(Exercise materials):

--------

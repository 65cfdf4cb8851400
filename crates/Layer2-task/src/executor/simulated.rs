//! Simulated executor - echoes the command back without running anything

use super::r#trait::Executor;
use async_trait::async_trait;
use tasktrack_foundation::{Result, Task};

/// Default backend: the result is `"Executed: {command}"`
#[derive(Debug, Clone, Copy, Default)]
pub struct SimulatedExecutor;

impl SimulatedExecutor {
    pub fn new() -> Self {
        Self
    }
}

#[async_trait]
impl Executor for SimulatedExecutor {
    async fn execute(&self, task: &Task) -> Result<String> {
        Ok(format!("Executed: {}", task.command))
    }

    fn name(&self) -> &'static str {
        "simulated"
    }
}
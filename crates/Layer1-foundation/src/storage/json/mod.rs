//! JSON file storage

mod store;

pub use store::JsonStore;
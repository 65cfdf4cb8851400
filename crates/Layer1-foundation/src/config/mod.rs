//! Config - unified settings management
//!
//! - `tracker.rs` - TrackerConfig (scheduler, hub, logging, storage)

mod tracker;

pub use tracker::{
    HubConfig, LoggingConfig, SchedulerConfig, StorageConfig, TrackerConfig, TRACKER_CONFIG_FILE,
};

--------

(Assignment): A complete, exact copy of the records is what is needed.

(Task response):
repository 65cfdf4cb8851400
filename crates/Layer2-task/src/executor/simulated.rs
//! Simulated executor - echoes the command back without running anything

use super::r#trait::Executor;
use async_trait::async_trait;
use tasktrack_foundation::{Result, Task};

/// Default backend: the result is `"Executed: {command}"`
#[derive(Debug, Clone, Copy, Default)]
pub struct SimulatedExecutor;

impl SimulatedExecutor {
    pub fn new() -> Self {
        Self
    }
}

#[async_trait]
impl Executor for SimulatedExecutor {
    async fn execute(&self, task: &Task) -> Result<String> {
        Ok(format!("Executed: {}", task.command))
    }

    fn name(&self) -> &'static str {
        "simulated"
    }
}
filename crates/Layer1-foundation/src/storage/json/mod.rs
//! JSON file storage

mod store;

pub use store::JsonStore;
repository 65cfdf4cb8851400
filename crates/Layer1-foundation/src/config/mod.rs
//! Config - unified settings management
//!
//! - `tracker.rs` - TrackerConfig (scheduler, hub, logging, storage)

mod tracker;

pub use tracker::{
    HubConfig, LoggingConfig, SchedulerConfig, StorageConfig, TrackerConfig, TRACKER_CONFIG_FILE,
};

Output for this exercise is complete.